In this case, Egypt’s president Mohamed Morsi has behaved like a recalcitrant populist, trying to benefit domestically from anger over a private American film that insulted Islam, while not losing any of America’s vital support for Egypt. Perhaps Morsi has read recent Egyptian history and concluded that Cairo’s support is so important that Washington will bear any humiliation in order to retain the special military and security relationship. Yet all international relations have their limits; and Morsi might have forgotten that America accepted a great amount of bad behavior by the SCAF during the 18-month transitional period that followed Mubarak’s fall — but now we’re dealing with an elected sovereign government with a popular mandate and popular accountability. This is the real thing, a democratically governed Egypt. Its president is now responsible for his behavior and for his country’s policy.
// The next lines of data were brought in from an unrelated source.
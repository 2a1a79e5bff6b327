//! The media manager: submission, introspection, pruning, and shutdown.

use std::sync::Arc;
use std::sync::atomic::{AtomicBool, Ordering};
use std::time::Duration;

use chrono::Local;
use tokio_util::sync::CancellationToken;
use uuid::Uuid;

use mediahub_core::config::MediaConfig;
use mediahub_core::error::AppError;
use mediahub_core::result::AppResult;
use mediahub_core::types::{AccountId, AttachmentId, EmojiId};
use mediahub_worker::{CronScheduler, StopOutcome, Task, WorkerPool};

use crate::context::MediaContext;
use crate::job::MediaJob;
use crate::processing::{ProcessingEmoji, ProcessingMedia};
use crate::prune::prune_remote;
use crate::types::{AdditionalEmojiInfo, AdditionalMediaInfo, DataFn, PostDataFn};

const PRUNE_JOB: &str = "remote_cache_prune";

/// Worker pool dimensions.
#[derive(Debug, Clone, Copy, PartialEq, Eq)]
pub struct PoolSizing {
    pub workers: usize,
    pub queue_capacity: usize,
}

impl PoolSizing {
    /// Half the available parallelism, at least one worker.
    pub fn from_parallelism(parallelism: usize) -> Self {
        Self::with_workers(parallelism / 2)
    }

    /// A fixed worker count, at least one. The queue holds ten per worker.
    pub fn with_workers(workers: usize) -> Self {
        let workers = workers.max(1);
        Self {
            workers,
            queue_capacity: workers * 10,
        }
    }

    /// Sizing from config, falling back to the machine's parallelism.
    pub fn for_config(config: &MediaConfig) -> Self {
        match config.worker_count {
            Some(workers) => Self::with_workers(workers),
            None => Self::from_parallelism(
                std::thread::available_parallelism()
                    .map(|n| n.get())
                    .unwrap_or(1),
            ),
        }
    }
}

/// The scheduled prune job and the token its runs observe.
#[derive(Debug)]
struct Pruning {
    scheduler: CronScheduler,
    cancel: CancellationToken,
}

/// Accepts media and emoji for background processing and keeps the remote
/// media cache within its configured age.
#[derive(Debug)]
pub struct MediaManager {
    ctx: MediaContext,
    pool: WorkerPool<MediaJob>,
    pruning: Option<Pruning>,
    prune_batch_size: usize,
    stopped: AtomicBool,
}

impl MediaManager {
    /// Start the worker pool and, unless `remote_cache_days` is zero, the
    /// nightly prune job.
    pub async fn new(ctx: MediaContext, config: &MediaConfig) -> AppResult<Self> {
        let sizing = PoolSizing::for_config(config);
        let pool = WorkerPool::new(sizing.workers, sizing.queue_capacity);
        if !pool.start().await {
            return Err(AppError::internal("Could not start media worker pool"));
        }

        let pruning = if config.remote_cache_enabled() {
            match schedule_pruning(&ctx, config).await {
                Ok(pruning) => Some(pruning),
                Err(e) => {
                    pool.stop().await;
                    return Err(e);
                }
            }
        } else {
            tracing::info!("Remote cache pruning disabled");
            None
        };

        tracing::info!(
            workers = sizing.workers,
            queue_capacity = sizing.queue_capacity,
            "Media manager started"
        );

        Ok(Self {
            ctx,
            pool,
            pruning,
            prune_batch_size: config.prune_batch_size,
            stopped: AtomicBool::new(false),
        })
    }

    /// Accept new media owned by `account_id`. The returned handle is already
    /// queued for loading.
    pub async fn process_media(
        &self,
        data: DataFn,
        post_data: Option<PostDataFn>,
        account_id: AccountId,
        info: Option<AdditionalMediaInfo>,
    ) -> AppResult<Arc<ProcessingMedia>> {
        let handle =
            Arc::new(ProcessingMedia::prepare(&self.ctx, data, post_data, account_id, info).await?);
        self.submit(MediaJob::Media(Arc::clone(&handle))).await?;
        Ok(handle)
    }

    /// Accept a new or refreshed emoji.
    pub async fn process_emoji(
        &self,
        data: DataFn,
        post_data: Option<PostDataFn>,
        shortcode: &str,
        emoji_id: EmojiId,
        uri: &str,
        info: Option<AdditionalEmojiInfo>,
    ) -> AppResult<Arc<ProcessingEmoji>> {
        let handle = Arc::new(
            ProcessingEmoji::prepare(&self.ctx, data, post_data, shortcode, emoji_id, uri, info)
                .await?,
        );
        self.submit(MediaJob::Emoji(Arc::clone(&handle))).await?;
        Ok(handle)
    }

    /// Fetch the blobs of an existing attachment again, e.g. after a prune.
    pub async fn recache_media(
        &self,
        data: DataFn,
        post_data: Option<PostDataFn>,
        attachment_id: AttachmentId,
    ) -> AppResult<Arc<ProcessingMedia>> {
        let handle = Arc::new(
            ProcessingMedia::prepare_recache(&self.ctx, data, post_data, attachment_id).await?,
        );
        self.submit(MediaJob::Media(Arc::clone(&handle))).await?;
        Ok(handle)
    }

    /// Run one prune pass now with the caller's token.
    pub async fn prune_remote(
        &self,
        older_than_days: u32,
        cancel: &CancellationToken,
    ) -> AppResult<usize> {
        let report = prune_remote(&self.ctx, older_than_days, self.prune_batch_size, cancel).await?;
        Ok(report.pruned)
    }

    /// Configured number of workers.
    pub fn num_workers(&self) -> usize {
        self.pool.workers()
    }

    /// Configured queue capacity.
    pub fn queue_size(&self) -> usize {
        self.pool.capacity()
    }

    /// Jobs accepted but not yet picked up.
    pub fn jobs_queued(&self) -> usize {
        self.pool.queued()
    }

    /// Workers currently loading a handle.
    pub fn active_workers(&self) -> usize {
        self.pool.active()
    }

    /// Stop the worker pool, then the prune scheduler.
    ///
    /// Blocks until every worker has exited. Queued jobs that had not started
    /// are abandoned and their handles fail as cancelled. The scheduler gets
    /// its grace period to finish an in-flight prune, after which the prune
    /// token is cancelled regardless. Only a pool that fails to stop is an
    /// error.
    pub async fn stop(&self) -> AppResult<()> {
        if self.stopped.swap(true, Ordering::SeqCst) {
            tracing::warn!("Media manager already stopped");
            return Ok(());
        }

        tracing::info!(
            queued = self.jobs_queued(),
            active = self.active_workers(),
            "Stopping media manager"
        );
        let pool_stopped = self.pool.stop().await;

        if let Some(pruning) = &self.pruning {
            let in_flight = pruning.scheduler.in_flight();
            if in_flight > 0 {
                tracing::info!(in_flight, "Waiting for remote cache prune to finish");
            }
            if pruning.scheduler.stop().await == StopOutcome::Forced {
                tracing::warn!("Remote cache prune still running, cancelling it");
            }
            pruning.cancel.cancel();
        }

        if !pool_stopped {
            return Err(AppError::internal("Media worker pool did not stop cleanly"));
        }

        tracing::info!("Media manager stopped");
        Ok(())
    }

    async fn submit(&self, job: MediaJob) -> AppResult<()> {
        let fallback = job.clone();
        match self.pool.enqueue(job).await {
            Ok(()) => {
                tracing::trace!(
                    job = %fallback.describe(),
                    queued = self.jobs_queued(),
                    "Job queued"
                );
                Ok(())
            }
            Err(e) => {
                fallback.abandon();
                Err(AppError::service_unavailable(format!(
                    "Media manager is not accepting work: {}",
                    e
                )))
            }
        }
    }
}

async fn schedule_pruning(ctx: &MediaContext, config: &MediaConfig) -> AppResult<Pruning> {
    let cancel = CancellationToken::new();
    match register_pruning(ctx, config, cancel.clone()).await {
        Ok(scheduler) => Ok(Pruning { scheduler, cancel }),
        Err(e) => {
            cancel.cancel();
            Err(AppError::new(
                e.kind,
                format!("Error scheduling remote cache pruning: {}", e.message),
            ))
        }
    }
}

async fn register_pruning(
    ctx: &MediaContext,
    config: &MediaConfig,
    cancel: CancellationToken,
) -> AppResult<CronScheduler> {
    let scheduler = CronScheduler::new(Duration::from_secs(config.prune_grace_seconds)).await?;

    let days = config.remote_cache_days;
    let batch_size = config.prune_batch_size;
    let job_ctx = ctx.clone();
    let id: Uuid = scheduler
        .register(PRUNE_JOB, &config.prune_schedule, move || {
            let ctx = job_ctx.clone();
            let cancel = cancel.clone();
            async move {
                match prune_remote(&ctx, days, batch_size, &cancel).await {
                    Ok(report) => tracing::info!(
                        pruned = report.pruned,
                        cancelled = report.cancelled,
                        elapsed_ms = report.elapsed.as_millis() as u64,
                        finished_at = %report.finished_at,
                        "Pruned remote media cache"
                    ),
                    Err(e) => tracing::error!("Error pruning remote media cache: {}", e),
                }
            }
        })
        .await?;

    scheduler.start().await?;

    match scheduler.next_run(id).await {
        Some(next) => tracing::info!(
            older_than_days = days,
            next_run = %next.with_timezone(&Local),
            "Remote cache pruning scheduled"
        ),
        None => tracing::info!(older_than_days = days, "Remote cache pruning scheduled"),
    }
    Ok(scheduler)
}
In a chat yesterday on Capital New York, I said that Obama would need to pointedly express America’s anger toward Egypt.

Don’t get me wrong: he needs to “engage” the Brotherhood, which means, “have relations” with it. In this case, the engagement should consist of a cold, angry, demand: that they immediately condemn the invasion of the embassy grounds, and that they act responsibly to cool anti-American sentiment—if they expect our financial aid, our military aid, and our indispensable support in getting the IMF and other international assistance vital to Egypt’s economic survival. … I think it will hurt Obama if he doesn’t criticize Egypt aggressively, and in public. And I think the damage could grow if people connect these breaches to America’s broader directionless in the wake of the Arab uprisings.

That’s the real problem, by the way—not the stuff Romney is bringing up.

Obama might finally be making some progress, a year and a half late, in coining a coherent response to the Arab uprisings. His comments about Egypt suggest that Washington is mature and wise enough to begin navigating that gray area between subservient client state and outright enemy; most of the post-uprising Arab world will fall somewhere in that confusing terrain that houses most sovereign states, neither “with us” nor “against us.”

America is contemplating an Egypt that won’t march in lockstep with all its interests. Egypt doesn’t want to go to war with Israel for its own reasons, but it’s likely to be much more hostile and less cooperative there. Same on defense and counter-terrorism. Cairo and Washington will have to negotiate their limited shared interests. The flip side, however, might not yet have dawned on Egypt’s new leaders; America is under no obligation to underwrite Egypt’s military and to a lesser degree is economy with no-strings-attached billions. An independent Egyptian government (or depending on your perspective, an irritating one) will surely be a boon to Egypt’s sense of honor, pride, and autonomy. But it won’t come without consequences. Angering an American government, even a patient one, still carries costs.